### DATA PROVIDED

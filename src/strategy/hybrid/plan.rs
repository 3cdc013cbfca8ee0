//! Plan and state types for the hybrid engine
//!
//! A [`Plan`] is a pure value: the engine's entire output for one bar. The
//! order lifecycle manager consumes plans and reports fills back; no other
//! state is shared across that boundary.

use chrono::{DateTime, NaiveDate, Utc};
use serde::{Deserialize, Serialize};

use crate::Side;

/// PnL gate state, recomputed every bar
#[derive(Debug, Clone, Copy, PartialEq, Eq, Serialize, Deserialize)]
pub enum GateState {
    /// Full operation: grid + DCA + TP
    Run,
    /// Grid suppressed; DCA and TP continue
    Degraded,
    /// No new orders
    Paused,
}

impl std::fmt::Display for GateState {
    fn fmt(&self, f: &mut std::fmt::Formatter<'_>) -> std::fmt::Result {
        match self {
            GateState::Run => write!(f, "RUN"),
            GateState::Degraded => write!(f, "DEGRADED"),
            GateState::Paused => write!(f, "PAUSED"),
        }
    }
}

/// Volatility band derived from ATR%, selects the base spread
#[derive(Debug, Clone, Copy, PartialEq, Eq, Serialize, Deserialize)]
pub enum Band {
    Near,
    Mid,
    Far,
}

impl std::fmt::Display for Band {
    fn fmt(&self, f: &mut std::fmt::Formatter<'_>) -> std::fmt::Result {
        match self {
            Band::Near => write!(f, "near"),
            Band::Mid => write!(f, "mid"),
            Band::Far => write!(f, "far"),
        }
    }
}

/// Stop-loss directive attached to every plan
#[derive(Debug, Clone, Default, PartialEq, Serialize, Deserialize)]
pub struct SlAction {
    pub stop: bool,
    pub reason: Option<String>,
}

impl SlAction {
    pub fn stop(reason: impl Into<String>) -> Self {
        SlAction {
            stop: true,
            reason: Some(reason.into()),
        }
    }
}

/// A single planned limit order (price level + role tag, no quantity yet)
#[derive(Debug, Clone, PartialEq, Serialize, Deserialize)]
pub struct PlanOrder {
    pub side: Side,
    pub price: f64,
    pub tag: String,
    /// Sizing is the order manager's job; engines may pre-size in tests
    pub qty: Option<f64>,
}

impl PlanOrder {
    pub fn new(side: Side, price: f64, tag: impl Into<String>) -> Self {
        PlanOrder {
            side,
            price,
            tag: tag.into(),
            qty: None,
        }
    }
}

/// The engine's complete output for one bar
#[derive(Debug, Clone, Serialize, Deserialize)]
pub struct Plan {
    pub pnl_gate_state: GateState,
    pub sl_action: SlAction,
    pub grid_orders: Vec<PlanOrder>,
    pub dca_orders: Vec<PlanOrder>,
    pub tp_orders: Vec<PlanOrder>,
    pub band: Band,
    pub spread_pct: f64,
    pub ref_price: f64,
    /// Cancel the previous grid before placing this one
    pub kill_replace: bool,
}

impl Plan {
    /// Empty plan skeleton for the given reference price
    pub fn empty(ref_price: f64, band: Band, spread_pct: f64) -> Self {
        Plan {
            pnl_gate_state: GateState::Run,
            sl_action: SlAction::default(),
            grid_orders: Vec::new(),
            dca_orders: Vec::new(),
            tp_orders: Vec::new(),
            band,
            spread_pct,
            ref_price,
            kill_replace: false,
        }
    }

    pub fn total_orders(&self) -> usize {
        self.grid_orders.len() + self.dca_orders.len() + self.tp_orders.len()
    }
}

/// Per-symbol mutable engine state
///
/// Optional fields are genuinely absent until first set; no sentinel prices.
#[derive(Debug, Clone, Default, Serialize, Deserialize)]
pub struct EngineState {
    pub last_grid_ref_price: Option<f64>,
    pub last_grid_timestamp: Option<DateTime<Utc>>,
    pub last_dca_timestamp: Option<DateTime<Utc>>,
    pub last_dca_fill_price: Option<f64>,

    // Daily anchors for the PnL gate, taken from the first bar of each date
    pub open_price_day: Option<f64>,
    pub equity_open_day: Option<f64>,
    pub last_date: Option<NaiveDate>,

    // Latched hard stop
    pub hard_stop_active: bool,
    pub hard_stop_timestamp: Option<DateTime<Utc>>,
    pub hard_stop_price: Option<f64>,
    pub hard_stop_reason: Option<String>,
}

######

### [ABOUT THIS EXERCISE]
All lines above should be output verbatim.

### [OUTPUT FOR THIS TASK]
filename src/strategy/hybrid/plan.rs
repository 3cdc013cbfca8ee0
//! Plan and state types for the hybrid engine
//!
//! A [`Plan`] is a pure value: the engine's entire output for one bar. The
//! order lifecycle manager consumes plans and reports fills back; no other
//! state is shared across that boundary.

use chrono::{DateTime, NaiveDate, Utc};
use serde::{Deserialize, Serialize};

use crate::Side;

/// PnL gate state, recomputed every bar
#[derive(Debug, Clone, Copy, PartialEq, Eq, Serialize, Deserialize)]
pub enum GateState {
    /// Full operation: grid + DCA + TP
    Run,
    /// Grid suppressed; DCA and TP continue
    Degraded,
    /// No new orders
    Paused,
}

impl std::fmt::Display for GateState {
    fn fmt(&self, f: &mut std::fmt::Formatter<'_>) -> std::fmt::Result {
        match self {
            GateState::Run => write!(f, "RUN"),
            GateState::Degraded => write!(f, "DEGRADED"),
            GateState::Paused => write!(f, "PAUSED"),
        }
    }
}

/// Volatility band derived from ATR%, selects the base spread
#[derive(Debug, Clone, Copy, PartialEq, Eq, Serialize, Deserialize)]
pub enum Band {
    Near,
    Mid,
    Far,
}

impl std::fmt::Display for Band {
    fn fmt(&self, f: &mut std::fmt::Formatter<'_>) -> std::fmt::Result {
        match self {
            Band::Near => write!(f, "near"),
            Band::Mid => write!(f, "mid"),
            Band::Far => write!(f, "far"),
        }
    }
}

/// Stop-loss directive attached to every plan
#[derive(Debug, Clone, Default, PartialEq, Serialize, Deserialize)]
pub struct SlAction {
    pub stop: bool,
    pub reason: Option<String>,
}

impl SlAction {
    pub fn stop(reason: impl Into<String>) -> Self {
        SlAction {
            stop: true,
            reason: Some(reason.into()),
        }
    }
}

/// A single planned limit order (price level + role tag, no quantity yet)
#[derive(Debug, Clone, PartialEq, Serialize, Deserialize)]
pub struct PlanOrder {
    pub side: Side,
    pub price: f64,
    pub tag: String,
    /// Sizing is the order manager's job; engines may pre-size in tests
    pub qty: Option<f64>,
}

impl PlanOrder {
    pub fn new(side: Side, price: f64, tag: impl Into<String>) -> Self {
        PlanOrder {
            side,
            price,
            tag: tag.into(),
            qty: None,
        }
    }
}

/// The engine's complete output for one bar
#[derive(Debug, Clone, Serialize, Deserialize)]
pub struct Plan {
    pub pnl_gate_state: GateState,
    pub sl_action: SlAction,
    pub grid_orders: Vec<PlanOrder>,
    pub dca_orders: Vec<PlanOrder>,
    pub tp_orders: Vec<PlanOrder>,
    pub band: Band,
    pub spread_pct: f64,
    pub ref_price: f64,
    /// Cancel the previous grid before placing this one
    pub kill_replace: bool,
}

impl Plan {
    /// Empty plan skeleton for the given reference price
    pub fn empty(ref_price: f64, band: Band, spread_pct: f64) -> Self {
        Plan {
            pnl_gate_state: GateState::Run,
            sl_action: SlAction::default(),
            grid_orders: Vec::new(),
            dca_orders: Vec::new(),
            tp_orders: Vec::new(),
            band,
            spread_pct,
            ref_price,
            kill_replace: false,
        }
    }

    pub fn total_orders(&self) -> usize {
        self.grid_orders.len() + self.dca_orders.len() + self.tp_orders.len()
    }
}

/// Per-symbol mutable engine state
///
/// Optional fields are genuinely absent until first set; no sentinel prices.
#[derive(Debug, Clone, Default, Serialize, Deserialize)]
pub struct EngineState {
    pub last_grid_ref_price: Option<f64>,
    pub last_grid_timestamp: Option<DateTime<Utc>>,
    pub last_dca_timestamp: Option<DateTime<Utc>>,
    pub last_dca_fill_price: Option<f64>,

    // Daily anchors for the PnL gate, taken from the first bar of each date
    pub open_price_day: Option<f64>,
    pub equity_open_day: Option<f64>,
    pub last_date: Option<NaiveDate>,

    // Latched hard stop
    pub hard_stop_active: bool,
    pub hard_stop_timestamp: Option<DateTime<Utc>>,
    pub hard_stop_price: Option<f64>,
    pub hard_stop_reason: Option<String>,
}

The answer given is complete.